Domestic sales came at Rs 1,677 crore, up 43 percent YoY, exports at Rs 498 crore grew by 3 percent YoY. The net profit came at Rs 415 crore, which was 57 percent higher compared to the same quarter last year, but was flat compared to the previous quarter.
Ashwath Ram, MD, Cummins India said, “Indian economy continues to grow steadily despite global geo-political uncertainty, inflationary trends and demand fluctuations. This is evident through macroeconomic indicators such as robust GST and direct tax collections, Index of Industrial Production (IIP), Purchasing Managers’ Index (PMI). The government continues to focus on infrastructure development with higher budgetary allocations.

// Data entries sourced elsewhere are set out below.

impl CommandSequencer {
    /// Take ownership of `link` and route its notifications into a fresh
    /// event gate.
    pub fn new(mut link: Box<dyn MachineLink>, timeouts: SequencerTimeouts) -> Self {
        let gate = Arc::new(EventGate::new());
        let listener = link.register_listener(Arc::new(GateListener::new(gate.clone())));
        Self {
            link,
            gate,
            listener,
            timeouts,
            state: SequencerState::Idle,
            in_flight: None,
            last_sequence: 0,
            batches_completed: 0,
        }
    }

    pub fn state(&self) -> SequencerState {
        self.state
    }

    pub fn connection_state(&self) -> ConnectionState {
        self.gate.connection_state()
    }

    pub fn gate(&self) -> &Arc<EventGate> {
        &self.gate
    }

    pub fn timeouts(&self) -> &SequencerTimeouts {
        &self.timeouts
    }

    /// Batches acknowledged so far, abort batches excluded
    pub fn batches_completed(&self) -> usize {
        self.batches_completed
    }

    /// Label of the batch awaiting acknowledgement, if any
    pub fn in_flight(&self) -> Option<&str> {
        self.in_flight.as_deref()
    }

    /// Open the link. The ready banner may arrive before
    /// [`await_connection`](Self::await_connection) is called, so the
    /// gate is armed first.
    pub fn open(&mut self, port: &str, baud_rate: u32) -> Result<(), SequencerError> {
        self.transition(SequencerState::AwaitingConnection)?;
        self.gate.arm(EventKind::Connected);

        tracing::info!(link = self.link.name(), port, baud_rate, "Opening machine link");
        self.link.open(port, baud_rate).map_err(|e| self.fail(e.into()))
    }

    /// Block until the controller announces it is ready for commands.
    pub fn await_connection(&mut self) -> Result<(), SequencerError> {
        self.expect_state(SequencerState::AwaitingConnection, "await connection")?;
        self.wait(EventKind::Connected, self.timeouts.connect)?;
        self.transition(SequencerState::Connected)
    }

    /// Run a homing cycle. Must precede every batch.
    pub fn home(&mut self) -> Result<(), SequencerError> {
        self.expect_state(SequencerState::Connected, "home")?;
        self.require_connected()?;
        self.transition(SequencerState::Homing)?;

        self.gate.arm(EventKind::HomingComplete);
        self.link.request_homing().map_err(|e| self.fail(e.into()))?;
        self.wait(EventKind::HomingComplete, self.timeouts.homing)?;

        self.transition(SequencerState::Homed)?;
        self.transition(SequencerState::Ready)
    }

    /// Submit `batch` without waiting. Only one batch may be in flight.
    pub fn submit(&mut self, batch: &CommandBatch) -> Result<(), SequencerError> {
        if self.state == SequencerState::Failed {
            return Err(SequencerError::Failed);
        }
        if let Some(outstanding) = &self.in_flight {
            return Err(SequencerError::SequencingViolation {
                reason: format!(
                    "batch '{}' submitted while '{}' is unacknowledged",
                    batch.label(),
                    outstanding
                ),
            });
        }
        self.expect_state(SequencerState::Ready, "submit a batch")?;
        self.require_connected()?;

        let sequence = self.next_sequence();
        self.gate.arm_batch(sequence);
        self.transition(SequencerState::Running)?;
        tracing::debug!(
            sequence,
            label = batch.label(),
            commands = batch.len(),
            "Submitting batch"
        );
        self.link
            .submit_batch(sequence, batch)
            .map_err(|e| self.fail(e.into()))?;
        self.in_flight = Some(batch.label().to_string());
        Ok(())
    }

    /// Block until the in-flight batch is acknowledged.
    pub fn await_batch(&mut self) -> Result<(), SequencerError> {
        let Some(label) = self.in_flight.clone() else {
            return Err(SequencerError::SequencingViolation {
                reason: "no batch in flight".to_string(),
            });
        };

        self.wait(EventKind::BatchComplete, self.timeouts.batch)?;
        self.in_flight = None;
        self.batches_completed += 1;
        tracing::debug!(label = label.as_str(), "Batch acknowledged");
        self.transition(SequencerState::Ready)
    }

    /// Submit `batch` and block until it is acknowledged.
    pub fn run_batch(&mut self, batch: &CommandBatch) -> Result<(), SequencerError> {
        self.submit(batch)?;
        self.await_batch()
    }

    /// Run a probing batch and return the measurement it produced.
    ///
    /// The measurement slot is armed before submission and read after the
    /// batch completes, so a measurement from an earlier batch is never
    /// returned.
    pub fn run_probe_batch(&mut self, batch: &CommandBatch) -> Result<ProbePosition, Error> {
        self.gate.arm(EventKind::ProbeMeasurement);
        let completed = self.run_batch(batch);
        let measurement = match (&completed, self.gate.take_probe()) {
            (Err(SequencerError::LinkFault { .. }), None) => {
                // GRBL reports the probe parameters after the alarm.
                self.gate
                    .wait_latched(EventKind::ProbeMeasurement, PROBE_REPORT_GRACE);
                self.gate.take_probe()
            }
            (_, measurement) => measurement,
        };

        match (completed, measurement) {
            (Ok(()), Some(outcome)) => Ok(outcome?),
            (Ok(()), None) => Err(ProbeError::Missing.into()),
            // The controller alarms after a probe without contact; the probe
            // line is the more precise report.
            (
                Err(SequencerError::LinkFault { .. }),
                Some(Err(e @ ProbeError::NotTriggered { .. })),
            ) => Err(e.into()),
            (Err(e), _) => Err(e.into()),
        }
    }

    /// Best-effort shutdown batch, accepted in any state while the link is
    /// open. The link drops every unfinished batch first, and only the
    /// completion of `batch` itself ends the wait. Clears a pending fault so
    /// the batch can be acknowledged.
    pub fn abort(&mut self, batch: &CommandBatch) -> Result<(), SequencerError> {
        if !self.link.is_open() {
            return Err(ConnectionError::NotOpen.into());
        }

        if let Some(reason) = self.gate.clear_fault() {
            tracing::debug!(%reason, "Cleared fault before abort");
        }
        self.in_flight = None;
        let sequence = self.next_sequence();
        self.gate.arm_batch(sequence);
        tracing::warn!(
            sequence,
            label = batch.label(),
            state = %self.state,
            "Issuing abort batch"
        );
        self.link.abort(sequence, batch)?;
        self.gate
            .wait_for(EventKind::BatchComplete, self.timeouts.abort)
            .map_err(SequencerError::from_gate)
    }

    /// Close the link and detach from its notifications.
    pub fn close(&mut self) -> Result<(), SequencerError> {
        if self.state == SequencerState::Closed {
            return Ok(());
        }

        let closed = if self.link.is_open() {
            self.link.close()
        } else {
            Ok(())
        };
        self.link.unregister_listener(&self.listener);
        self.gate.set_connection_state(ConnectionState::Closed);
        self.in_flight = None;
        self.transition(SequencerState::Closed)?;
        tracing::info!(link = self.link.name(), "Machine link closed");
        closed.map_err(SequencerError::from)
    }

    fn next_sequence(&mut self) -> u64 {
        self.last_sequence += 1;
        self.last_sequence
    }

    fn wait(&mut self, kind: EventKind, timeout: Duration) -> Result<(), SequencerError> {
        self.gate
            .wait_for(kind, timeout)
            .map_err(|e| self.fail(SequencerError::from_gate(e)))
    }

    fn require_connected(&mut self) -> Result<(), SequencerError> {
        match self.gate.connection_state() {
            ConnectionState::Connected => Ok(()),
            state => Err(self.fail(ConnectionError::NotConnected { state }.into())),
        }
    }

    fn expect_state(&self, expected: SequencerState, action: &str) -> Result<(), SequencerError> {
        match self.state {
            state if state == expected => Ok(()),
            SequencerState::Failed => Err(SequencerError::Failed),
            state => Err(SequencerError::SequencingViolation {
                reason: format!("cannot {} while {}", action, state),
            }),
        }
    }

    fn transition(&mut self, next: SequencerState) -> Result<(), SequencerError> {
        if self.state == SequencerState::Failed && next != SequencerState::Closed {
            return Err(SequencerError::Failed);
        }
        if !self.state.can_transition_to(next) {
            return Err(SequencerError::InvalidStateTransition {
                current: self.state,
                requested: next,
            });
        }
        tracing::debug!(from = %self.state, to = %next, "Sequencer state");
        self.state = next;
        Ok(())
    }

    /// Enter the terminal failed state and hand back `err`.
    fn fail(&mut self, err: SequencerError) -> SequencerError {
        if self.state != SequencerState::Failed {
            tracing::error!(state = %self.state, error = %err, "Sequencer failed");
            self.state = SequencerState::Failed;
        }
        err
    }
}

“RBI has kept the repo rates unchanged for the past 4-5 months, considering softening of inflation; though globally, the central banks have been increasing the lending rates, which is a sign of stability in prices in the Indian economy despite increase in demand across sectors. The global economic outlook continues to be mixed, given the inflation containment measures impacting demand.”
He added that Cummins India witnessed record revenue, driven by strong domestic and pre-buy demand considering CPCBIV+ emission changes effective July 1, 2023. The exports revenue was almost at the same level as the previous quarter.

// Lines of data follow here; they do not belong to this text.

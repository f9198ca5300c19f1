//! # Starmill
//!
//! Cuts a star outline on a GRBL machine after calibrating the work origin
//! from a surface probe.
//!
//! ## Architecture
//!
//! Starmill is organized as a workspace with multiple crates:
//!
//! 1. **starmill-core** - Errors, commands, the event gate, link listener trait
//! 2. **starmill-camtools** - Star outline, pass depths, G-code formatting
//! 3. **starmill-settings** - Job configuration
//! 4. **starmill-communication** - Machine links, GRBL parsing, command sequencer
//! 5. **starmill-job** - Job orchestration
//! 6. **starmill** - Main binary that integrates all crates

pub use starmill_camtools::{pass_depths, star_outline, PassPlan, StarOutline};

pub use starmill_communication::{
    list_ports, CommandSequencer, GrblLink, MachineLink, ProbeResultParser, SerialPortInfo,
    SimulatedLink,
};

pub use starmill_core::{
    Command, CommandBatch, ConnectionError, ConnectionState, Error, EventGate, EventKind,
    JobEvent, ProbeError, ProbePosition, Result, SequencerError, SequencerState,
};

pub use starmill_job::{build_link, JobError, JobOrchestrator, JobPhase, JobReport};

pub use starmill_settings::{JobConfig, LinkType};

/// Library version
pub const VERSION: &str = env!("CARGO_PKG_VERSION");

/// Initialize logging with the default configuration
///
/// Sets up structured logging with:
/// - Console output on stderr, keeping stdout for the job report
/// - RUST_LOG environment variable support, INFO by default
pub fn init_logging() -> anyhow::Result<()> {
    use tracing_subscriber::fmt;
    use tracing_subscriber::prelude::*;
    use tracing_subscriber::EnvFilter;

    let env_filter = EnvFilter::from_default_env().add_directive(tracing::Level::INFO.into());

    let fmt_layer = fmt::layer()
        .with_writer(std::io::stderr)
        .with_target(true)
        .with_level(true)
        .with_thread_names(true)
        .with_line_number(true);

    tracing_subscriber::registry()
        .with(env_filter)
        .with(fmt_layer)
        .try_init()?;

    Ok(())
}
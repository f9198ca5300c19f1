//! # Starmill Core
//!
//! Core types, errors, and synchronization primitives for Starmill.
//! Provides the data model for commands and batches, the connection and
//! sequencer state machines, and the event gate that turns machine link
//! notifications into blocking waits.

pub mod core;
pub mod data;
pub mod error;

pub use self::core::{
    EventGate, EventKind, JobEvent, ListenerSet, MachineListener, MachineListenerHandle,
    ProbeOutcome,
};

pub use data::{Command, CommandBatch, ConnectionState, ProbePosition, SequencerState};

pub use error::{ConnectionError, Error, GateError, ProbeError, Result, SequencerError};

Cummins well-positioned for future
With the revised guidelines on the implementation of CPCBIV+ and continued specific supply chain challenges, especially for certain electronic and other components, the company remains cautiously optimistic about the demand outlook for the near term and positive about the long-term growth prospects.

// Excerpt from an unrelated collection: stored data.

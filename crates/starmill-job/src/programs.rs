//! Command programs issued by the job.
//!
//! The probing and shutdown programs are fixed sequences for the machine
//! this job was built around; everything else is derived from the job
//! configuration and the star geometry.

use starmill_camtools::{gcode, Pass, StarOutline};
use starmill_core::CommandBatch;

/// Reset offsets and units, then probe down quickly to find the plate.
pub fn coarse_probe() -> CommandBatch {
    CommandBatch::from_lines(
        "coarse probe",
        [
            "G4P0.005",
            "M05",
            "G92.1",
            "G54",
            "G10 L2 P1 X0 Y0 Z0",
            "G21",
            "G49",
            "G90",
            "G10 L2 P1 X0 Y0 Z0",
            "G0 X-2.5 Z-5",
            "G0 Z-35.000",
            "G38.2Z-105 F800",
            "G4P0.005",
        ],
    )
}

/// Back off and probe again slowly. Its contact position is the one the
/// work origin is calibrated from.
pub fn fine_probe() -> CommandBatch {
    CommandBatch::from_lines("fine probe", ["G0 Z-70", "G38.2Z-182.675F200.0", "G4P0.005"])
}

/// Lift off the plate and move clear of it.
pub fn retract() -> CommandBatch {
    CommandBatch::from_lines("retract", ["G0 Z-5", "G0 X-5"])
}

pub fn spindle_start(rpm: f64) -> CommandBatch {
    CommandBatch::new("spindle start")
        .with("G21")
        .with("G90")
        .with(gcode::spindle_on(rpm))
}

/// Rapid to the first outline vertex, `height` above the work origin.
pub fn safe_start(star: &StarOutline, height: f64) -> CommandBatch {
    CommandBatch::new("safe start").with(gcode::rapid_move(star.start(), height))
}

/// Plunge to the pass depth at `plunge_rate`.
pub fn pass_plunge(pass: Pass, plunge_rate: f64) -> CommandBatch {
    CommandBatch::new(format!("pass {} plunge", pass.index))
        .with(gcode::plunge(pass.depth, plunge_rate))
}

/// Switch to the cutting feed rate.
pub fn pass_feed(pass: Pass, cut_rate: f64) -> CommandBatch {
    CommandBatch::new(format!("pass {} feed", pass.index)).with(gcode::feed_rate(cut_rate))
}

/// The closed star outline as linear moves.
pub fn pass_outline(pass: Pass, star: &StarOutline) -> CommandBatch {
    CommandBatch::from_lines(
        format!("pass {} outline", pass.index),
        star.iter().map(gcode::linear_move),
    )
}

/// Stop the spindle, re-home, end the program.
pub fn shutdown() -> CommandBatch {
    CommandBatch::from_lines("shutdown", ["M5", "$H", "M30"])
}

/// Stop the spindle after a failure.
pub fn abort_shutdown() -> CommandBatch {
    CommandBatch::from_lines("abort shutdown", ["M5"])
}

There have been recent changes in the CPCB IV+ norms’ implementation timeline; the Central Pollution Control Board has allowed the sale of CPCB II generator sets until June 30, 2024, with certain conditions.
Cummins India states it is fully prepared to meet the demand despite uncertainty in the next few quarters. Further, the geo-political and supply chain conditions continue to be unpredictable.
“The company is well-positioned to tackle challenges and leverage growth opportunities considering a strong balance sheet, continued prudent capital allocation and cost management. We remain optimistic about the prospects of the company’s continued profitable growth,” concluded Ram.